### Activity
Work out how many lines in the entries below include the word "CouponService". Give nothing but the number.

### Exercise materials
[Start of Attachment]

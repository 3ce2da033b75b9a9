//! # vecinal-db: Persistence and Coupon Service for Vecinal
//!
//! SQLite storage for users and coupons, plus the [`CouponService`] that
//! applies the rules from `vecinal-core` on top of it.
//!
//! ## Architecture Position
//! ```text
//! ┌─────────────────────────────────────────────────────────────────────────┐
//! │                        Vecinal Data Flow                                │
//! │                                                                         │
//! │  Controller (POST /cupones/generar)                                    │
//! │       │                                                                 │
//! │       ▼                                                                 │
//! │  ┌─────────────────────────────────────────────────────────────────┐   │
//! │  │                   vecinal-db (THIS CRATE)                       │   │
//! │  │                                                                 │   │
//! │  │   ┌───────────────┐    ┌───────────────┐    ┌──────────────┐  │   │
//! │  │   │ CouponService │    │  Repositories │    │  Migrations  │  │   │
//! │  │   │ (service.rs)  │───►│ UserRepo      │    │  (embedded)  │  │   │
//! │  │   │               │    │ CouponRepo    │    │ 001_init.sql │  │   │
//! │  │   └───────────────┘    └───────┬───────┘    └──────────────┘  │   │
//! │  │                                │                                │   │
//! │  │                        ┌───────▼───────┐                        │   │
//! │  │                        │   Database    │                        │   │
//! │  │                        │   (pool.rs)   │                        │   │
//! │  │                        └───────────────┘                        │   │
//! │  └─────────────────────────────────────────────────────────────────┘   │
//! │       │                                                                 │
//! │       ▼                                                                 │
//! │  SQLite database (VECINAL_DB_PATH, default ./vecinal.db)               │
//! └─────────────────────────────────────────────────────────────────────────┘
//! ```
//!
//! ## Module Organization
//!
//! - [`pool`] - Connection pool creation and configuration
//! - [`migrations`] - Embedded database migrations
//! - [`repository`] - `UserDirectory` / `CouponStore` and their SQLite impls
//! - [`service`] - Coupon lifecycle operations
//! - [`config`] - Environment configuration
//! - [`error`] - Database error types
//!
//! ## Usage
//!
//! ```rust,ignore
//! use vecinal_db::{Database, VecinalConfig};
//!
//! let config = VecinalConfig::load()?;
//! let db = Database::new(config.db_config()).await?;
//!
//! let created = db
//!     .coupon_service()
//!     .generate_monthly(config.generation_options(Some(2025)))
//!     .await?;
//! ```

// =============================================================================
// Module Declarations
// =============================================================================

pub mod config;
pub mod error;
pub mod migrations;
pub mod pool;
pub mod repository;
pub mod service;

// =============================================================================
// Re-exports
// =============================================================================

pub use config::{ConfigError, VecinalConfig};
pub use error::{DbError, DbResult};
pub use pool::{Database, DbConfig};
pub use service::{CouponService, ErrorCode, ErrorResponse, ServiceError, ServiceResult};

// Repository re-exports for convenience
pub use repository::coupon::CouponRepository;
pub use repository::user::UserRepository;
pub use repository::{CouponStore, UserDirectory};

[End of Attachment]

### Problem solution
3